Going line by line through the material below, tally those that contain the word "level" and give the count by itself.

▶

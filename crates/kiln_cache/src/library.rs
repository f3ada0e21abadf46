//! Dependency libraries, the shared library cache, and the compiler context slot.

use crate::consistency::ConsistencyKey;
use kiln_common::QName;
use serde::{Deserialize, Serialize};
use std::collections::{BTreeMap, BTreeSet};
use std::path::{Path, PathBuf};
use std::sync::{Arc, Mutex, MutexGuard, PoisonError};

/// A loaded dependency library.
#[derive(Debug, Clone, PartialEq, Eq, Serialize, Deserialize)]
pub struct ResolvedLibrary {
    /// Location the library was loaded from.
    pub location: PathBuf,
    /// Stable identity reported by the loader (e.g. name and version).
    pub identity: String,
    /// Last-modified time in milliseconds since the epoch.
    pub last_modified: u64,
    /// Exposed top-level definitions and their signature checksums.
    pub definitions: BTreeMap<QName, u64>,
}

/// The resolved dependency libraries of one build, in `library_path` order.
///
/// When several libraries define the same name, the earliest one wins.
#[derive(Debug, Clone, Default, PartialEq, Eq, Serialize, Deserialize)]
pub struct ResolvedLibraries {
    libraries: Vec<ResolvedLibrary>,
}

impl ResolvedLibraries {
    /// Collects libraries, keeping the order given.
    pub fn new(libraries: impl IntoIterator<Item = ResolvedLibrary>) -> Self {
        Self {
            libraries: libraries.into_iter().collect(),
        }
    }

    /// Iterates the libraries in precedence order.
    pub fn iter(&self) -> impl Iterator<Item = &ResolvedLibrary> {
        self.libraries.iter()
    }

    /// Number of libraries.
    pub fn len(&self) -> usize {
        self.libraries.len()
    }

    /// Returns `true` if there are no libraries.
    pub fn is_empty(&self) -> bool {
        self.libraries.is_empty()
    }

    /// The first library, in precedence order, that defines `name`.
    pub fn defining_library(&self, name: &QName) -> Option<&ResolvedLibrary> {
        self.libraries
            .iter()
            .find(|lib| lib.definitions.contains_key(name))
    }

    /// Signature checksum of a library definition.
    pub fn signature(&self, name: &QName) -> Option<u64> {
        self.defining_library(name)
            .and_then(|lib| lib.definitions.get(name).copied())
    }

    /// Last-modified time of every library file, keyed by location.
    pub fn file_times(&self) -> BTreeMap<PathBuf, u64> {
        self.libraries
            .iter()
            .map(|lib| (lib.location.clone(), lib.last_modified))
            .collect()
    }

    /// Definitions exposed by libraries whose location is in `locations`.
    pub fn definitions_of(&self, locations: &BTreeSet<PathBuf>) -> BTreeSet<QName> {
        self.libraries
            .iter()
            .filter(|lib| locations.contains(&lib.location))
            .flat_map(|lib| lib.definitions.keys().cloned())
            .collect()
    }
}

/// Accumulated compiler symbol state reused across compiles.
///
/// A context is tied to the configuration it was built under and is never
/// handed to a build with a different one.
#[derive(Debug, Clone, PartialEq, Eq)]
pub struct CompilerContext {
    configuration: ConsistencyKey,
    known_definitions: BTreeSet<QName>,
    compile_count: u64,
}

impl CompilerContext {
    /// Creates an empty context for `configuration`.
    pub fn new(configuration: ConsistencyKey) -> Self {
        Self {
            configuration,
            known_definitions: BTreeSet::new(),
            compile_count: 0,
        }
    }

    /// Returns `true` if this context was built under `configuration`.
    pub fn is_for(&self, configuration: &ConsistencyKey) -> bool {
        self.configuration == *configuration
    }

    /// Records a definition resolved during compilation.
    pub fn record_definition(&mut self, name: QName) {
        self.known_definitions.insert(name);
    }

    /// Counts one completed unit compilation.
    pub fn note_compile(&mut self) {
        self.compile_count += 1;
    }

    /// Number of unit compilations this context has accumulated.
    pub fn compile_count(&self) -> u64 {
        self.compile_count
    }
}

/// Loaded libraries keyed by location, plus the compiler-context slot.
#[derive(Debug, Default)]
pub struct LibraryCache {
    libraries: BTreeMap<PathBuf, ResolvedLibrary>,
    context: Option<CompilerContext>,
}

impl LibraryCache {
    /// Creates an empty library cache.
    pub fn new() -> Self {
        Self::default()
    }

    /// Returns the cached library at `location` if it was loaded with the
    /// same modification time.
    pub fn fresh(&self, location: &Path, last_modified: u64) -> Option<&ResolvedLibrary> {
        self.libraries
            .get(location)
            .filter(|lib| lib.last_modified == last_modified)
    }

    /// Caches a loaded library, replacing any entry at the same location.
    pub fn insert(&mut self, library: ResolvedLibrary) {
        self.libraries.insert(library.location.clone(), library);
    }

    /// Number of cached libraries.
    pub fn len(&self) -> usize {
        self.libraries.len()
    }

    /// Returns `true` if no libraries are cached.
    pub fn is_empty(&self) -> bool {
        self.libraries.is_empty()
    }

    /// Takes the compiler context out of the slot if it matches
    /// `configuration`. A mismatched context is discarded.
    pub fn take_context(&mut self, configuration: &ConsistencyKey) -> Option<CompilerContext> {
        match self.context.take() {
            Some(context) if context.is_for(configuration) => Some(context),
            _ => None,
        }
    }

    /// Puts a context back into the empty slot.
    pub fn return_context(&mut self, context: CompilerContext) {
        self.context = Some(context);
    }

    /// Returns `true` if a context is waiting in the slot.
    pub fn has_context(&self) -> bool {
        self.context.is_some()
    }
}

/// A library cache shared between artifact builds.
///
/// The compiler context moves out of the slot for the duration of one
/// compile, so two builds never hold it at once; a second build that finds
/// the slot empty starts from a fresh context.
#[derive(Clone, Default)]
pub struct SharedLibraryCache {
    inner: Arc<Mutex<LibraryCache>>,
}

impl SharedLibraryCache {
    /// Wraps a library cache.
    pub fn new(cache: LibraryCache) -> Self {
        Self {
            inner: Arc::new(Mutex::new(cache)),
        }
    }

    fn lock(&self) -> MutexGuard<'_, LibraryCache> {
        self.inner.lock().unwrap_or_else(PoisonError::into_inner)
    }

    /// See [`LibraryCache::fresh`].
    pub fn fresh(&self, location: &Path, last_modified: u64) -> Option<ResolvedLibrary> {
        self.lock().fresh(location, last_modified).cloned()
    }

    /// See [`LibraryCache::insert`].
    pub fn insert(&self, library: ResolvedLibrary) {
        self.lock().insert(library);
    }

    /// Number of cached libraries.
    pub fn len(&self) -> usize {
        self.lock().len()
    }

    /// Returns `true` if no libraries are cached.
    pub fn is_empty(&self) -> bool {
        self.lock().is_empty()
    }

    /// See [`LibraryCache::take_context`].
    pub fn take_context(&self, configuration: &ConsistencyKey) -> Option<CompilerContext> {
        self.lock().take_context(configuration)
    }

    /// See [`LibraryCache::return_context`].
    pub fn return_context(&self, context: CompilerContext) {
        self.lock().return_context(context);
    }

    /// See [`LibraryCache::has_context`].
    pub fn has_context(&self) -> bool {
        self.lock().has_context()
    }
}

impl std::fmt::Debug for SharedLibraryCache {
    fn fmt(&self, f: &mut std::fmt::Formatter<'_>) -> std::fmt::Result {
        f.debug_struct("SharedLibraryCache")
            .field("libraries", &self.len())
            .finish()
    }
}
//! Configuration types deserialized from `kiln.toml`.

use crate::options::{CompilerOptions, LinkOptions};
use serde::Deserialize;
use std::fmt;
use std::path::PathBuf;

/// The top-level project configuration parsed from `kiln.toml`.
#[derive(Debug, Clone, Deserialize)]
pub struct ProjectConfig {
    /// Core project metadata.
    pub project: ProjectMeta,
    /// Project-wide compiler options shared by every artifact.
    #[serde(default)]
    pub compiler: CompilerOptions,
    /// Project-wide link options shared by every artifact.
    #[serde(default)]
    pub link: LinkOptions,
    /// The artifacts the project builds.
    #[serde(default)]
    pub artifacts: Vec<ArtifactConfig>,
}

impl ProjectConfig {
    /// Looks up an artifact by name.
    pub fn artifact(&self, name: &str) -> Option<&ArtifactConfig> {
        self.artifacts.iter().find(|a| a.name == name)
    }
}

/// Core project metadata.
#[derive(Debug, Clone, Deserialize)]
pub struct ProjectMeta {
    /// The project name.
    pub name: String,
    /// The project version string.
    #[serde(default)]
    pub version: String,
}

/// The kind of binary artifact an artifact build produces.
#[derive(Debug, Clone, Copy, PartialEq, Eq, Hash, Deserialize)]
#[serde(rename_all = "lowercase")]
pub enum ArtifactKind {
    /// An executable application image.
    Application,
    /// A reusable library archive.
    Library,
}

impl fmt::Display for ArtifactKind {
    fn fmt(&self, f: &mut fmt::Formatter<'_>) -> fmt::Result {
        match self {
            ArtifactKind::Application => write!(f, "application"),
            ArtifactKind::Library => write!(f, "library"),
        }
    }
}

/// One `[[artifacts]]` entry.
#[derive(Debug, Clone, Deserialize)]
pub struct ArtifactConfig {
    /// Unique artifact name.
    pub name: String,
    /// Whether this is an application or a library.
    pub kind: ArtifactKind,
    /// Output file the encoded artifact is written to.
    pub output: PathBuf,
    /// Optional incremental-cache file persisted between builds.
    #[serde(default)]
    pub cache_file: Option<PathBuf>,
    /// Application target files; the last one is the main target.
    #[serde(default)]
    pub targets: Vec<PathBuf>,
    /// Library component: definitions included by qualified name.
    #[serde(default)]
    pub include_classes: Vec<String>,
    /// Library component: source files or directories included wholesale.
    #[serde(default)]
    pub include_sources: Vec<PathBuf>,
    /// Library component: namespaces whose definitions are included.
    #[serde(default)]
    pub include_namespaces: Vec<String>,
    /// Library component: resource bundles included.
    #[serde(default)]
    pub include_bundles: Vec<String>,
    /// Names of artifacts that must be built before this one.
    #[serde(default)]
    pub depends_on: Vec<String>,
    /// Compiler option overrides for this artifact.
    #[serde(default)]
    pub compiler: Option<toml::Table>,
    /// Link option overrides for this artifact.
    #[serde(default)]
    pub link: Option<toml::Table>,
}
//! The internal error type for the kiln build core.

/// An internal error indicating a bug in kiln, not a user input problem.
///
/// User errors are reported through a logger and the operation still
/// returns a value.
#[derive(Debug, thiserror::Error)]
#[error("internal build error: {message}")]
pub struct InternalError {
    /// Description of the internal error.
    pub message: String,
}

impl InternalError {
    /// Creates a new internal error with the given message.
    pub fn new(message: impl Into<String>) -> Self {
        Self {
            message: message.into(),
        }
    }
}

impl From<String> for InternalError {
    fn from(message: String) -> Self {
        Self { message }
    }
}

#[cfg(test)]
mod tests {
    use super::*;

    #[test]
    fn display_format() {
        let err = InternalError::new("dependent count underflow");
        assert_eq!(
            format!("{err}"),
            "internal build error: dependent count underflow"
        );
    }

    #[test]
    fn from_string() {
        let err: InternalError = "from string".to_string().into();
        assert_eq!(err.message, "from string");
    }
}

◀

Answer space:
2